● Exercise details
Show every line below where "peer" appears.

● Data supplied
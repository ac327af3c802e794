//! End-to-end integration tests for the harness
//!
//! These tests drive the full provisioning flow against a fake provisioning
//! binary (a shell script) that fails a configurable number of apply attempts
//! with a chosen failure text, serves canned JSON outputs, and records
//! destroy invocations. This verifies the retry loop, output decoding, the
//! structural comparator and the teardown guarantee without a real
//! provisioning tool.

#![cfg(unix)]

use std::collections::HashMap;
use std::fs;
use std::os::unix::fs::PermissionsExt;
use std::path::PathBuf;
use std::time::Duration;

use tempfile::TempDir;

use stacktest::terraform::{self, Options, Workspace};
use stacktest::{assert_outputs_equal, deep_equal, Error, OutputValue};

const FAKE_TERRAFORM: &str = include_str!("fixtures/fake-terraform.sh");

/// Test context owning the fake binary, an infra dir and the script state
struct TestContext {
    temp: TempDir,
    binary: PathBuf,
    infra_dir: PathBuf,
    state_dir: PathBuf,
    outputs_file: PathBuf,
}

impl TestContext {
    fn new() -> Self {
        let temp = TempDir::new().expect("Failed to create temp dir");

        let binary = temp.path().join("fake-terraform");
        fs::write(&binary, FAKE_TERRAFORM).expect("Failed to write fake binary");
        fs::set_permissions(&binary, fs::Permissions::from_mode(0o755))
            .expect("Failed to mark fake binary executable");

        let infra_dir = temp.path().join("infra");
        fs::create_dir(&infra_dir).expect("Failed to create infra dir");
        fs::write(infra_dir.join("main.tf"), "# stack under test\n")
            .expect("Failed to write stack definition");

        let state_dir = temp.path().join("state");
        fs::create_dir(&state_dir).expect("Failed to create state dir");

        let outputs_file = temp.path().join("outputs.json");
        fs::write(&outputs_file, "{}").expect("Failed to write outputs file");

        Self {
            temp,
            binary,
            infra_dir,
            state_dir,
            outputs_file,
        }
    }

    /// Options wired to the fake binary, with no automatic retries
    fn options(&self) -> Options {
        let mut options = Options::new(self.infra_dir.clone());
        options.binary = Some(self.binary.clone());
        options.time_between_retries = Duration::ZERO;
        options.env_vars.insert(
            "FAKE_TF_STATE".to_string(),
            self.state_dir.display().to_string(),
        );
        options.env_vars.insert(
            "FAKE_TF_OUTPUTS".to_string(),
            self.outputs_file.display().to_string(),
        );
        options
    }

    /// Options with the net-blip signature and the given retry budget
    fn options_with_net_blip_retries(&self, max_retries: u32) -> Options {
        let mut options = self.options();
        options.max_retries = max_retries;
        options.retryable_errors.insert(
            ".*connection reset by peer.*".to_string(),
            "net blip".to_string(),
        );
        options
    }

    /// Make the next `count` apply attempts fail with `text`
    fn fail_applies(&self, options: &mut Options, count: u32, text: &str) {
        options
            .env_vars
            .insert("FAKE_TF_APPLY_FAILURES".to_string(), count.to_string());
        options
            .env_vars
            .insert("FAKE_TF_FAILURE_TEXT".to_string(), text.to_string());
    }

    /// Serve `value` as the full output map for `output -json`
    fn set_outputs(&self, value: serde_json::Value) {
        fs::write(&self.outputs_file, value.to_string()).expect("Failed to write outputs");
    }

    /// Number of apply attempts the fake binary has seen
    fn apply_attempts(&self) -> u32 {
        fs::read_to_string(self.state_dir.join("apply-attempts"))
            .map(|s| s.trim().parse().unwrap_or(0))
            .unwrap_or(0)
    }

    /// Whether destroy has been invoked
    fn destroyed(&self) -> bool {
        self.state_dir.join("destroyed").exists()
    }
}

#[tokio::test]
async fn test_retries_transient_failures_until_success() {
    let ctx = TestContext::new();
    let mut options = ctx.options_with_net_blip_retries(3);
    // attempts 1-3 fail transiently, attempt 4 succeeds
    ctx.fail_applies(&mut options, 3, "read tcp: connection reset by peer");

    let workspace = Workspace::new(options).unwrap();
    let output = workspace.init_and_apply().await.unwrap();
    assert!(output.contains("Apply complete!"));
    assert_eq!(ctx.apply_attempts(), 4);

    workspace.destroy().await.unwrap();
    assert!(ctx.destroyed());
}

#[tokio::test]
async fn test_exhausted_budget_surfaces_last_failure_verbatim() {
    let ctx = TestContext::new();
    let mut options = ctx.options_with_net_blip_retries(3);
    ctx.fail_applies(&mut options, 10, "read tcp: connection reset by peer");

    let workspace = Workspace::new(options).unwrap();
    let err = workspace.init_and_apply().await.unwrap_err();

    // 1 initial + 3 retries, never a 5th attempt
    assert_eq!(ctx.apply_attempts(), 4);
    match err {
        Error::PermanentProvisioning { output, status } => {
            assert!(
                output.contains("Error on attempt 4: read tcp: connection reset by peer"),
                "last attempt's text must survive intact, got: {output}"
            );
            assert_eq!(status, Some(1));
        }
        other => panic!("unexpected error: {other}"),
    }

    workspace.destroy().await.unwrap();
}

#[tokio::test]
async fn test_unmatched_failure_is_permanent_after_one_attempt() {
    let ctx = TestContext::new();
    let mut options = ctx.options_with_net_blip_retries(3);
    ctx.fail_applies(&mut options, 10, "Error: quota exceeded for resource");

    let workspace = Workspace::new(options).unwrap();
    let err = workspace.init_and_apply().await.unwrap_err();

    assert_eq!(ctx.apply_attempts(), 1);
    assert!(matches!(err, Error::PermanentProvisioning { .. }));

    workspace.destroy().await.unwrap();
}

#[tokio::test]
async fn test_outputs_round_trip_nested_structures() {
    let ctx = TestContext::new();
    ctx.set_outputs(serde_json::json!({
        "example": {"sensitive": false, "type": "string", "value": "test"},
        "example_list": {"value": ["test"]},
        "example_map": {"value": {"expected": "test"}},
        "example_any": {"value": {"test": [["a"], ["b", "c"]]}},
    }));

    let workspace = Workspace::new(ctx.options()).unwrap();
    workspace.init_and_apply().await.unwrap();

    // typed conveniences
    assert_eq!(workspace.output_string("example").await.unwrap(), "test");
    assert_eq!(
        workspace.output_list("example_list").await.unwrap(),
        vec!["test"]
    );
    let map = workspace.output_map("example_map").await.unwrap();
    assert_eq!(map.get("expected").map(String::as_str), Some("test"));

    // nested structural comparison against a native fixture
    let outputs = workspace.read_outputs(&["example_any"]).await.unwrap();
    let mut expected = HashMap::new();
    expected.insert("test".to_string(), vec![vec!["a"], vec!["b", "c"]]);
    assert_outputs_equal(outputs["example_any"].clone(), expected).unwrap();

    workspace.destroy().await.unwrap();
    assert!(ctx.destroyed());
}

#[tokio::test]
async fn test_output_mismatch_reports_both_encodings() {
    let ctx = TestContext::new();
    ctx.set_outputs(serde_json::json!({
        "x": {"value": ["1", "2"]},
    }));

    let workspace = Workspace::new(ctx.options()).unwrap();
    workspace.init_and_apply().await.unwrap();

    let actual = workspace.read_output("x").await.unwrap();
    assert!(deep_equal(actual.clone(), vec!["1", "2"]));

    let err = assert_outputs_equal(actual, vec!["1", "3"]).unwrap_err();
    match err {
        Error::AssertionMismatch { actual, expected } => {
            assert_eq!(actual, r#"["1","2"]"#);
            assert_eq!(expected, r#"["1","3"]"#);
        }
        other => panic!("unexpected error: {other}"),
    }

    workspace.destroy().await.unwrap();
}

#[tokio::test]
async fn test_missing_output_is_an_error() {
    let ctx = TestContext::new();
    ctx.set_outputs(serde_json::json!({
        "example": {"value": "test"},
    }));

    let workspace = Workspace::new(ctx.options()).unwrap();
    workspace.init_and_apply().await.unwrap();

    let err = workspace.read_output("absent").await.unwrap_err();
    assert!(matches!(err, Error::OutputNotFound { .. }));

    workspace.destroy().await.unwrap();
}

#[tokio::test]
async fn test_dropped_workspace_still_destroys() {
    let ctx = TestContext::new();
    let workspace = Workspace::new(ctx.options()).unwrap();
    workspace.init_and_apply().await.unwrap();

    // dropped without an explicit destroy: the guard must release the stack
    drop(workspace);
    assert!(ctx.destroyed());
}

#[tokio::test]
async fn test_copy_to_temp_isolates_parallel_workspaces() {
    let ctx = TestContext::new();
    let a = Workspace::copy_to_temp(ctx.options()).unwrap();
    let b = Workspace::copy_to_temp(ctx.options()).unwrap();

    assert_ne!(a.options().terraform_dir, b.options().terraform_dir);
    assert!(a.options().terraform_dir.join("main.tf").exists());

    a.destroy().await.unwrap();
    b.destroy().await.unwrap();
}

#[tokio::test]
async fn test_free_function_surface() {
    let ctx = TestContext::new();
    ctx.set_outputs(serde_json::json!({
        "example": {"value": "test"},
    }));

    let options = ctx.options();
    terraform::init_and_apply(&options).await.unwrap();
    let value = terraform::read_output(&options, "example").await.unwrap();
    assert_eq!(value, OutputValue::Scalar("test".to_string()));
    terraform::destroy(&options).await.unwrap();

    // keep the temp dir alive to the end of the test
    drop(ctx.temp);
}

● Solution to the problem
            ".*connection reset by peer.*".to_string(),
    ctx.fail_applies(&mut options, 3, "read tcp: connection reset by peer");
    ctx.fail_applies(&mut options, 10, "read tcp: connection reset by peer");
                output.contains("Error on attempt 4: read tcp: connection reset by peer"),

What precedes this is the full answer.